A year ago, in the Las Atalayas industrial estate in Alicante, a distribution company with eight employees called us because their administrative team was on the verge of collapse. Four people spent virtually their entire day on repetitive tasks: keying invoices into the ERP, replying to supplier emails, transferring WhatsApp orders into Excel sheets, and reconciling delivery notes with invoices. When someone was off sick, chaos took over.
Today, twelve months later, that same company has eliminated 70% of its administrative workload. They didn’t fire anyone: they redirected the team to commercial and customer service tasks. The investment was recovered in six weeks. This is a success story of administrative automation in a distribution company and, above all, a useful story for any SMB that recognises its own day-to-day in these lines.
We’re going to walk through exactly what we did, what tools we used, and what real numbers were achieved. No marketing, no empty promises.

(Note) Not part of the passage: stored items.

// Copyright (C) 2026 The malletbot authors
//
// This program is free software: you can redistribute it and/or modify it under
// the terms of the GNU General Public License as published by the Free Software
// Foundation, version 3.
//
// This program is distributed in the hope that it will be useful, but WITHOUT
// ANY WARRANTY; without even the implied warranty of MERCHANTABILITY or FITNESS
// FOR A PARTICULAR PURPOSE. See the GNU General Public License for more details.
//
// You should have received a copy of the GNU General Public License along with
// this program. If not, see <https://www.gnu.org/licenses/>.
//
use std::{
    collections::{BTreeMap, HashMap},
    fmt, fs,
    path::Path,
};

use serde::{Deserialize, Serialize};

/// A joint-target pose: joint name to target position. The position unit is
/// whatever the arm's calibration was captured in.
pub type Pose = BTreeMap<String, f64>;

/// Typed error for pose library construction failures.
#[derive(Debug, thiserror::Error)]
pub enum LibraryError {
    #[error("error reading pose file: {0}")]
    Io(#[from] std::io::Error),
    #[error("error parsing pose file: {0}")]
    Parse(#[from] serde_json::Error),
    #[error("pose entry {index} has an empty note name")]
    UnnamedEntry { index: usize },
    #[error("pose entry {index} ({note}) has no joint targets")]
    EmptyPose { index: usize, note: String },
    #[error("duplicate pose entries for note {note} disagree")]
    ConflictingDuplicate { note: String },
}

/// The on-disk shape of one pose: a note name and its joint targets. Pose
/// capture tools write extra bookkeeping fields alongside these; they are
/// ignored here.
#[derive(Clone, Debug, Deserialize, Serialize)]
pub struct Entry {
    /// The note this pose strikes.
    pub note: String,
    /// The joint targets for this pose.
    pub motors: Pose,
}

/// An immutable lookup from note name to strike pose, with an optional second
/// lookup for off poses. A note with no off pose is valid; it means the arm
/// stays on the bar for that note's retreat phase.
pub struct PoseLibrary {
    strikes: HashMap<String, Pose>,
    offs: HashMap<String, Pose>,
}

impl PoseLibrary {
    /// Builds a library from strike entries and off entries, validating each.
    /// Duplicate entries for the same note are rejected if their poses
    /// disagree; a last-wins policy would make the performance silently
    /// ambiguous.
    pub fn new(strikes: Vec<Entry>, offs: Vec<Entry>) -> Result<PoseLibrary, LibraryError> {
        Ok(PoseLibrary {
            strikes: build_table(strikes)?,
            offs: build_table(offs)?,
        })
    }

    /// Loads a library from a strike pose file and an optional off pose file.
    pub fn load(strike_path: &Path, off_path: Option<&Path>) -> Result<PoseLibrary, LibraryError> {
        let strikes = parse_entries(strike_path)?;
        let offs = match off_path {
            Some(off_path) => parse_entries(off_path)?,
            None => Vec::new(),
        };
        PoseLibrary::new(strikes, offs)
    }

    /// Resolves a note to its strike pose.
    pub fn resolve(&self, note: &str) -> Option<&Pose> {
        self.strikes.get(note)
    }

    /// Resolves a note to its off pose. None is not an error; it signals that
    /// the note has no retreat phase.
    pub fn resolve_off(&self, note: &str) -> Option<&Pose> {
        self.offs.get(note)
    }

    /// The notes with strike poses, alphabetized for consistent output.
    pub fn notes(&self) -> Vec<&str> {
        let mut notes: Vec<&str> = self.strikes.keys().map(String::as_str).collect();
        notes.sort_unstable();
        notes
    }

    /// Builds an off-pose table from the strike poses by applying per-joint
    /// offsets. Joints absent from the offset table are carried over
    /// unchanged, so the derived pose stays commandable.
    pub fn lift_table(&self, offsets: &Pose) -> Vec<Entry> {
        self.notes()
            .into_iter()
            .map(|note| {
                let strike = &self.strikes[note];
                let motors = strike
                    .iter()
                    .map(|(joint, position)| {
                        let offset = offsets.get(joint).copied().unwrap_or(0.0);
                        (joint.clone(), position + offset)
                    })
                    .collect();
                Entry {
                    note: note.to_string(),
                    motors,
                }
            })
            .collect()
    }
}

impl fmt::Display for PoseLibrary {
    fn fmt(&self, f: &mut fmt::Formatter<'_>) -> fmt::Result {
        writeln!(f, "Pose library ({} notes):", self.strikes.len())?;
        for note in self.notes() {
            let joints = self.strikes[note].len();
            match self.offs.get(note) {
                Some(_) => writeln!(f, "  - {} ({} joints, has off pose)", note, joints)?,
                None => writeln!(f, "  - {} ({} joints)", note, joints)?,
            };
        }

        Ok(())
    }
}

fn parse_entries(path: &Path) -> Result<Vec<Entry>, LibraryError> {
    Ok(serde_json::from_str(&fs::read_to_string(path)?)?)
}

fn build_table(entries: Vec<Entry>) -> Result<HashMap<String, Pose>, LibraryError> {
    let mut table: HashMap<String, Pose> = HashMap::with_capacity(entries.len());
    for (index, entry) in entries.into_iter().enumerate() {
        if entry.note.is_empty() {
            return Err(LibraryError::UnnamedEntry { index });
        }
        if entry.motors.is_empty() {
            return Err(LibraryError::EmptyPose {
                index,
                note: entry.note,
            });
        }
        if let Some(existing) = table.get(&entry.note) {
            if *existing != entry.motors {
                return Err(LibraryError::ConflictingDuplicate { note: entry.note });
            }
            // An exact duplicate is harmless.
            continue;
        }
        table.insert(entry.note, entry.motors);
    }

    Ok(table)
}

#[cfg(test)]
mod test {
    use std::{error::Error, io::Write};

    use super::{Entry, LibraryError, Pose, PoseLibrary};

    pub fn entry(note: &str, joints: &[(&str, f64)]) -> Entry {
        Entry {
            note: note.to_string(),
            motors: pose(joints),
        }
    }

    pub fn pose(joints: &[(&str, f64)]) -> Pose {
        joints
            .iter()
            .map(|(joint, position)| (joint.to_string(), *position))
            .collect()
    }

    #[test]
    fn test_resolve() -> Result<(), Box<dyn Error>> {
        let library = PoseLibrary::new(
            vec![
                entry("A", &[("shoulder_pan", 10.0), ("elbow_flex", -5.0)]),
                entry("B", &[("shoulder_pan", 20.0), ("elbow_flex", -2.5)]),
            ],
            vec![entry("A", &[("shoulder_pan", 10.0), ("elbow_flex", 5.0)])],
        )?;

        assert_eq!(
            library.resolve("A"),
            Some(&pose(&[("shoulder_pan", 10.0), ("elbow_flex", -5.0)]))
        );
        assert_eq!(library.resolve("C"), None);
        assert!(library.resolve_off("A").is_some());
        assert_eq!(library.resolve_off("B"), None);

        // Resolution is stable for an unmodified library.
        assert_eq!(library.resolve("A"), library.resolve("A"));
        assert_eq!(library.notes(), vec!["A", "B"]);
        Ok(())
    }

    #[test]
    fn test_conflicting_duplicates_rejected() {
        let result = PoseLibrary::new(
            vec![
                entry("A", &[("shoulder_pan", 10.0)]),
                entry("A", &[("shoulder_pan", 12.0)]),
            ],
            vec![],
        );
        match result {
            Err(LibraryError::ConflictingDuplicate { note }) => assert_eq!(note, "A"),
            other => panic!(
                "expected ConflictingDuplicate, got {:?}",
                other.map(|_| "library")
            ),
        }
    }

    #[test]
    fn test_identical_duplicates_tolerated() -> Result<(), Box<dyn Error>> {
        let library = PoseLibrary::new(
            vec![
                entry("A", &[("shoulder_pan", 10.0)]),
                entry("A", &[("shoulder_pan", 10.0)]),
            ],
            vec![],
        )?;
        assert_eq!(library.notes(), vec!["A"]);
        Ok(())
    }

    #[test]
    fn test_malformed_entries_rejected() {
        assert!(matches!(
            PoseLibrary::new(vec![entry("", &[("shoulder_pan", 10.0)])], vec![]),
            Err(LibraryError::UnnamedEntry { index: 0 })
        ));
        assert!(matches!(
            PoseLibrary::new(
                vec![entry("A", &[("shoulder_pan", 1.0)]), entry("B", &[])],
                vec![]
            ),
            Err(LibraryError::EmptyPose { index: 1, .. })
        ));
    }

    #[test]
    fn test_load_ignores_capture_bookkeeping() -> Result<(), Box<dyn Error>> {
        let mut file = tempfile::NamedTempFile::new()?;
        file.write_all(
            r#"[
              {"i": 1, "note": "A", "timestamp": 1700000000.0, "motors": {"shoulder_pan": 10.0}},
              {"i": 2, "note": "B", "timestamp": 1700000010.0, "motors": {"shoulder_pan": 20.0}}
            ]"#
            .as_bytes(),
        )?;

        let library = PoseLibrary::load(file.path(), None)?;
        assert_eq!(library.notes(), vec!["A", "B"]);
        assert_eq!(library.resolve_off("A"), None);
        Ok(())
    }

    #[test]
    fn test_lift_table() -> Result<(), Box<dyn Error>> {
        let library = PoseLibrary::new(
            vec![entry(
                "A",
                &[("shoulder_lift", 40.0), ("elbow_flex", -20.0), ("gripper", 1.0)],
            )],
            vec![],
        )?;

        let offsets = pose(&[("shoulder_lift", -10.0), ("elbow_flex", 10.0)]);
        let lifted = library.lift_table(&offsets);
        assert_eq!(lifted.len(), 1);
        assert_eq!(lifted[0].note, "A");
        assert_eq!(
            lifted[0].motors,
            pose(&[
                ("shoulder_lift", 30.0),
                ("elbow_flex", -10.0),
                ("gripper", 1.0)
            ])
        );
        Ok(())
    }
}
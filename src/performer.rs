// Copyright (C) 2026 The malletbot authors
//
// This program is free software: you can redistribute it and/or modify it under
// the terms of the GNU General Public License as published by the Free Software
// Foundation, version 3.
//
// This program is distributed in the hope that it will be useful, but WITHOUT
// ANY WARRANTY; without even the implied warranty of MERCHANTABILITY or FITNESS
// FOR A PARTICULAR PURPOSE. See the GNU General Public License for more details.
//
// You should have received a copy of the GNU General Public License along with
// this program. If not, see <https://www.gnu.org/licenses/>.
//
use std::{sync::Arc, thread, time::Duration};

use tracing::{debug, info, span, warn, Level, Span};

use crate::{
    arm::{self, ArmError, Session},
    interrupt::CancelHandle,
    poses::{Pose, PoseLibrary},
    score::Score,
    timing::Timing,
    util::duration_minutes_seconds,
};

/// Errors that end a performance run. A note without a strike pose aborts the
/// run rather than skipping it: the mismatch is an authoring error in the
/// score/library pairing, and continuing would produce a glitchy performance.
#[derive(Debug, thiserror::Error)]
pub enum PerformError {
    #[error("no pose defined for note {note} (score event {index})")]
    NoteNotFound { index: usize, note: String },
    #[error(transparent)]
    Arm(#[from] ArmError),
}

/// How a performance run ended.
#[derive(Clone, Copy, Debug, PartialEq)]
pub enum Outcome {
    /// Every event in the score was performed.
    Complete,
    /// An operator interrupt stopped the run at a phase boundary.
    Cancelled,
}

/// The sequencer's per-run state: where we are in the score and the pose most
/// recently commanded, which decides whether an off command is meaningful.
struct RunState {
    index: usize,
    last_commanded: Option<Pose>,
}

/// Drives an arm through a score, one event at a time.
///
/// Each event runs strike, retreat and hold phases in strict sequence. The
/// transit time given to the arm is the phase duration itself; each wait adds
/// the settle margin so no two commands are ever outstanding at once.
pub struct Performer {
    device: Arc<dyn arm::Device>,
    library: PoseLibrary,
    timing: Timing,
    span: Span,
}

impl Performer {
    /// Creates a new performer.
    pub fn new(device: Arc<dyn arm::Device>, library: PoseLibrary, timing: Timing) -> Performer {
        Performer {
            device,
            library,
            timing,
            span: span!(Level::INFO, "performer"),
        }
    }

    /// Performs the score from start to finish. The arm connection is held for
    /// the whole run and released on every exit path. Cancellation is honored
    /// at phase boundaries only.
    pub fn perform(
        &self,
        score: &Score,
        cancel_handle: CancelHandle,
    ) -> Result<Outcome, PerformError> {
        let _enter = self.span.enter();

        let session = Session::open(Arc::clone(&self.device))?;
        let device = session.device();

        // One observation up front as a connectivity and calibration check.
        let start_pose = device.read_pose()?;
        info!(
            device = %device,
            joints = start_pose.len(),
            "Connected to arm."
        );
        info!(
            bpm = score.bpm,
            events = score.notes.len(),
            duration = duration_minutes_seconds(score.duration()),
            "Starting performance."
        );

        let mut state = RunState {
            index: 0,
            last_commanded: None,
        };

        for (index, event) in score.notes.iter().enumerate() {
            state.index = index;

            if cancel_handle.is_cancelled() {
                info!(index = state.index, "Performance cancelled.");
                return Ok(Outcome::Cancelled);
            }

            let strike =
                self.library
                    .resolve(&event.note)
                    .ok_or_else(|| PerformError::NoteNotFound {
                        index,
                        note: event.note.clone(),
                    })?;

            let plan = self.timing.plan(score.bpm, event.length);
            info!(
                note = event.note,
                beats = event.length,
                approach = ?plan.approach,
                retreat = ?plan.retreat,
                hold = ?plan.hold,
                "Striking note."
            );

            device.command(strike, plan.approach)?;
            state.last_commanded = Some(strike.clone());
            wait(plan.approach + self.timing.settle());

            // The retreat phase is cosmetic; a note without an off pose just
            // leaves the mallet on the bar through its hold.
            match self.library.resolve_off(&event.note) {
                Some(off) if state.last_commanded.as_ref() == Some(off) => {
                    debug!(note = event.note, "Arm already at off pose.");
                    wait(plan.retreat + self.timing.settle());
                }
                Some(off) => {
                    if cancel_handle.is_cancelled() {
                        info!(index = state.index, "Performance cancelled.");
                        return Ok(Outcome::Cancelled);
                    }
                    device.command(off, plan.retreat)?;
                    state.last_commanded = Some(off.clone());
                    wait(plan.retreat + self.timing.settle());
                }
                None => {
                    warn!(note = event.note, "No off pose defined, skipping retreat.");
                }
            }

            wait(plan.hold);
        }

        info!("Performance complete.");
        Ok(Outcome::Complete)
    }
}

fn wait(duration: Duration) {
    thread::sleep(duration);
}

The starting point: three clear bottlenecks
Before touching anything, we spent two days at their offices observing the actual workflow. We identified three time sinks that recur in almost every distribution company:
- Supplier invoices in PDF: between 60 and 90 per day. One person opened them one by one, copying amounts, descriptions, and due dates into the ERP. Three and a half hours daily, with frequent transcription errors that later had to be corrected.
- Orders via WhatsApp and email: customers ordered through a thousand channels. The salesperson forwarded them to admin, who retyped the order into the ERP. Lost orders, miscopied lines, frustrated customers.
- Unmanaged inbox: the info@ mailbox piled up enquiries, complaints, and delivery note requests all jumbled together. Nobody knew what had been answered and what hadn’t.
The manager summed it up well: “I’ve got four people doing the work of two, but none of them have time for what really matters.”
The solution: three automated flows, a simple architecture
We designed three independent automations sharing the same infrastructure. No replacement of the existing ERP — the client had been using it for fifteen years and it worked. We built on top.
1. AI-powered OCR for supplier invoices
We set up a dedicated mailbox (invoices@). When a PDF arrives, an n8n flow picks it up, runs it through an OCR service with a vision model, extracts the key fields (issuer VAT number, invoice number, date, base, VAT, total, due date, line items), and inserts them straight into the ERP via its API. If OCR confidence drops below 95%, the invoice is moved to a manual review tray with the fields pre-filled.
Result: from 3.5 hours/day to 25 minutes of review.
2. Centralised WhatsApp and email orders
We connected the WhatsApp Business API and the orders email account to a single flow. An AI model interprets the message (“send me 20 of the usual boxes”), locates the customer by phone number or domain, retrieves their order history, drafts the order, and sends it to the salesperson for one-click confirmation. The validated order is automatically inserted into the ERP.
Result: 0 lost orders in the past six months. Average processing time per order: from 7 minutes to 40 seconds.
3. Automatic classification of the general inbox
Everything that lands in info@ goes through an AI classifier that tags the email (invoice, complaint, sales enquiry, delivery note request, other), assigns it to the right person, and — for simple cases like duplicate delivery note requests — replies directly with the document attached, pulled straight from the ERP.
Result: the info@ inbox went from 200 unanswered emails to an average of 4 by the end of the day.
The real numbers after one year
These are the metrics the client shared with us after twelve months, measured and verifiable:
- Manual administrative work: a 70% reduction in total hours spent.
- Data entry errors: from 8-12 incidents detected per week to 0-1.
- Average customer response time: from 6 hours to 35 minutes.
- Orders processed per day: capacity tripled without hiring anyone.
- ROI: the investment was recouped in 6 weeks. From there on, it’s all net savings.
And the figure that’s harder to quantify but most important: the admin team stopped working overtime, and two of its members moved on to handle customer service and commercial follow-up — areas no one had been able to cover before.
When does this kind of automation make sense?
Not every company needs this level of automation. In our experience, this approach fits when at least two of these criteria apply:
- Measurable repetitive volume: more than 30-40 documents arriving at the company every day (invoices, delivery notes, orders).
- Saturated administrative team: staff working overtime or commercial tasks left unattended for lack of time.
- A working ERP with manual tasks around it: the central system is fine; what’s failing is what happens around it.
- Recurring transcription errors that generate complaints or complex reconciliations.
If you tick two or more of these boxes, there’s a strong chance a similar project would make economic sense for your company. Initial investment usually sits between €4,000 and €12,000 depending on complexity, and ROIs under 3 months are the norm, not the exception.
Conclusion
This success story of administrative automation in a distribution company illustrates something we repeat on every project: it’s not about technology, it’s about processes. AI, OCR, and n8n are tools; what changes the outcome is properly analysing the workflow, identifying where time is genuinely lost, and building something proportional to the problem. No over-engineering, no replacing what already works, and measuring results from day one.
If your administrative team is overwhelmed and you recognise some of the problems we’ve described, your company can probably save many more hours than you imagine.